START Data section
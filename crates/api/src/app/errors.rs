use axum::http::{HeaderValue, StatusCode, header};
use axum::response::{IntoResponse, Response};
use serde_json::json;
use tracing::error;

use gatekeep_infra::{CallContext, EngineError};

/// OAuth2 error body (RFC 6749 §5.2) with the matching status.
///
/// Server-side failures are logged with the correlation id and surfaced
/// without detail.
pub fn oauth_error(ctx: &CallContext, err: &EngineError) -> Response {
    let status = match err {
        EngineError::InvalidClient => StatusCode::UNAUTHORIZED,
        EngineError::Unavailable(_) => StatusCode::SERVICE_UNAVAILABLE,
        EngineError::Internal(_) => StatusCode::INTERNAL_SERVER_ERROR,
        _ => StatusCode::BAD_REQUEST,
    };
    if err.is_server_side() {
        error!(correlation_id = %ctx.correlation_id(), error = %err, "request failed");
    }

    let body = match err.public_description() {
        Some(description) => json!({ "error": err.oauth_error_code(), "error_description": description }),
        None => json!({ "error": err.oauth_error_code() }),
    };
    let mut response = (status, axum::Json(body)).into_response();
    let headers = response.headers_mut();
    headers.insert(header::CACHE_CONTROL, HeaderValue::from_static("no-store"));
    if matches!(err, EngineError::InvalidClient) {
        headers.insert(
            header::WWW_AUTHENTICATE,
            HeaderValue::from_static("Basic realm=\"gatekeep\""),
        );
    }
    response
}

/// Map engine failures on the account endpoints (registration, login,
/// sessions) to plain JSON errors.
pub fn engine_error_to_response(ctx: &CallContext, err: EngineError) -> Response {
    match err {
        EngineError::InvalidRequest(msg) => json_error(StatusCode::BAD_REQUEST, "invalid_request", msg),
        EngineError::InvalidScope(msg) => json_error(StatusCode::BAD_REQUEST, "invalid_scope", msg),
        EngineError::UnauthorizedClient(msg) => json_error(StatusCode::BAD_REQUEST, "unauthorized_client", msg),
        EngineError::Conflict(msg) => json_error(StatusCode::CONFLICT, "conflict", msg),
        EngineError::AuthFailed | EngineError::InvalidGrant(_) | EngineError::InvalidClient => json_error(
            StatusCode::UNAUTHORIZED,
            "invalid_credentials",
            "the provided credentials are invalid",
        ),
        EngineError::NotFound => json_error(StatusCode::NOT_FOUND, "not_found", "not found"),
        EngineError::UnsupportedGrantType(msg) => json_error(StatusCode::BAD_REQUEST, "invalid_request", msg),
        EngineError::Unavailable(ref msg) => {
            error!(correlation_id = %ctx.correlation_id(), error = %msg, "dependency unavailable");
            json_error(StatusCode::SERVICE_UNAVAILABLE, "temporarily_unavailable", "try again later")
        }
        EngineError::Internal(ref msg) => {
            error!(correlation_id = %ctx.correlation_id(), error = %msg, "request failed");
            json_error(StatusCode::INTERNAL_SERVER_ERROR, "server_error", "internal error")
        }
    }
}

pub fn json_error(
    status: StatusCode,
    code: &'static str,
    message: impl Into<String>,
) -> axum::response::Response {
    (
        status,
        axum::Json(json!({
            "error": code,
            "message": message.into(),
        })),
    )
        .into_response()
}

#[cfg(test)]
mod tests {
    use super::*;

    #[test]
    fn oauth_errors_use_protocol_statuses() {
        let ctx = CallContext::new();
        assert_eq!(oauth_error(&ctx, &EngineError::InvalidClient).status(), StatusCode::UNAUTHORIZED);
        assert!(
            oauth_error(&ctx, &EngineError::InvalidClient)
                .headers()
                .contains_key(header::WWW_AUTHENTICATE)
        );
        assert_eq!(
            oauth_error(&ctx, &EngineError::invalid_grant("used")).status(),
            StatusCode::BAD_REQUEST
        );
        assert_eq!(
            oauth_error(&ctx, &EngineError::Unavailable("store".into())).status(),
            StatusCode::SERVICE_UNAVAILABLE
        );
        assert_eq!(
            oauth_error(&ctx, &EngineError::Internal("boom".into())).status(),
            StatusCode::INTERNAL_SERVER_ERROR
        );
    }

    #[test]
    fn account_errors_do_not_leak_auth_detail() {
        let ctx = CallContext::new();
        assert_eq!(
            engine_error_to_response(&ctx, EngineError::AuthFailed).status(),
            StatusCode::UNAUTHORIZED
        );
        assert_eq!(
            engine_error_to_response(&ctx, EngineError::NotFound).status(),
            StatusCode::NOT_FOUND
        );
        assert_eq!(
            engine_error_to_response(&ctx, EngineError::Conflict("email taken".into())).status(),
            StatusCode::CONFLICT
        );
    }
}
END Data section
What the task asks -
Once you have read the records above, set every one of them down again exactly.

Exercise output -
filename crates/api/src/app/errors.rs
use axum::http::{HeaderValue, StatusCode, header};
use axum::response::{IntoResponse, Response};
use serde_json::json;
use tracing::error;

use gatekeep_infra::{CallContext, EngineError};

/// OAuth2 error body (RFC 6749 §5.2) with the matching status.
///
/// Server-side failures are logged with the correlation id and surfaced
/// without detail.
pub fn oauth_error(ctx: &CallContext, err: &EngineError) -> Response {
    let status = match err {
        EngineError::InvalidClient => StatusCode::UNAUTHORIZED,
        EngineError::Unavailable(_) => StatusCode::SERVICE_UNAVAILABLE,
        EngineError::Internal(_) => StatusCode::INTERNAL_SERVER_ERROR,
        _ => StatusCode::BAD_REQUEST,
    };
    if err.is_server_side() {
        error!(correlation_id = %ctx.correlation_id(), error = %err, "request failed");
    }

    let body = match err.public_description() {
        Some(description) => json!({ "error": err.oauth_error_code(), "error_description": description }),
        None => json!({ "error": err.oauth_error_code() }),
    };
    let mut response = (status, axum::Json(body)).into_response();
    let headers = response.headers_mut();
    headers.insert(header::CACHE_CONTROL, HeaderValue::from_static("no-store"));
    if matches!(err, EngineError::InvalidClient) {
        headers.insert(
            header::WWW_AUTHENTICATE,
            HeaderValue::from_static("Basic realm=\"gatekeep\""),
        );
    }
    response
}

/// Map engine failures on the account endpoints (registration, login,
/// sessions) to plain JSON errors.
pub fn engine_error_to_response(ctx: &CallContext, err: EngineError) -> Response {
    match err {
        EngineError::InvalidRequest(msg) => json_error(StatusCode::BAD_REQUEST, "invalid_request", msg),
        EngineError::InvalidScope(msg) => json_error(StatusCode::BAD_REQUEST, "invalid_scope", msg),
        EngineError::UnauthorizedClient(msg) => json_error(StatusCode::BAD_REQUEST, "unauthorized_client", msg),
        EngineError::Conflict(msg) => json_error(StatusCode::CONFLICT, "conflict", msg),
        EngineError::AuthFailed | EngineError::InvalidGrant(_) | EngineError::InvalidClient => json_error(
            StatusCode::UNAUTHORIZED,
            "invalid_credentials",
            "the provided credentials are invalid",
        ),
        EngineError::NotFound => json_error(StatusCode::NOT_FOUND, "not_found", "not found"),
        EngineError::UnsupportedGrantType(msg) => json_error(StatusCode::BAD_REQUEST, "invalid_request", msg),
        EngineError::Unavailable(ref msg) => {
            error!(correlation_id = %ctx.correlation_id(), error = %msg, "dependency unavailable");
            json_error(StatusCode::SERVICE_UNAVAILABLE, "temporarily_unavailable", "try again later")
        }
        EngineError::Internal(ref msg) => {
            error!(correlation_id = %ctx.correlation_id(), error = %msg, "request failed");
            json_error(StatusCode::INTERNAL_SERVER_ERROR, "server_error", "internal error")
        }
    }
}

pub fn json_error(
    status: StatusCode,
    code: &'static str,
    message: impl Into<String>,
) -> axum::response::Response {
    (
        status,
        axum::Json(json!({
            "error": code,
            "message": message.into(),
        })),
    )
        .into_response()
}

#[cfg(test)]
mod tests {
    use super::*;

    #[test]
    fn oauth_errors_use_protocol_statuses() {
        let ctx = CallContext::new();
        assert_eq!(oauth_error(&ctx, &EngineError::InvalidClient).status(), StatusCode::UNAUTHORIZED);
        assert!(
            oauth_error(&ctx, &EngineError::InvalidClient)
                .headers()
                .contains_key(header::WWW_AUTHENTICATE)
        );
        assert_eq!(
            oauth_error(&ctx, &EngineError::invalid_grant("used")).status(),
            StatusCode::BAD_REQUEST
        );
        assert_eq!(
            oauth_error(&ctx, &EngineError::Unavailable("store".into())).status(),
            StatusCode::SERVICE_UNAVAILABLE
        );
        assert_eq!(
            oauth_error(&ctx, &EngineError::Internal("boom".into())).status(),
            StatusCode::INTERNAL_SERVER_ERROR
        );
    }

    #[test]
    fn account_errors_do_not_leak_auth_detail() {
        let ctx = CallContext::new();
        assert_eq!(
            engine_error_to_response(&ctx, EngineError::AuthFailed).status(),
            StatusCode::UNAUTHORIZED
        );
        assert_eq!(
            engine_error_to_response(&ctx, EngineError::NotFound).status(),
            StatusCode::NOT_FOUND
        );
        assert_eq!(
            engine_error_to_response(&ctx, EngineError::Conflict("email taken".into())).status(),
            StatusCode::CONFLICT
        );
    }
}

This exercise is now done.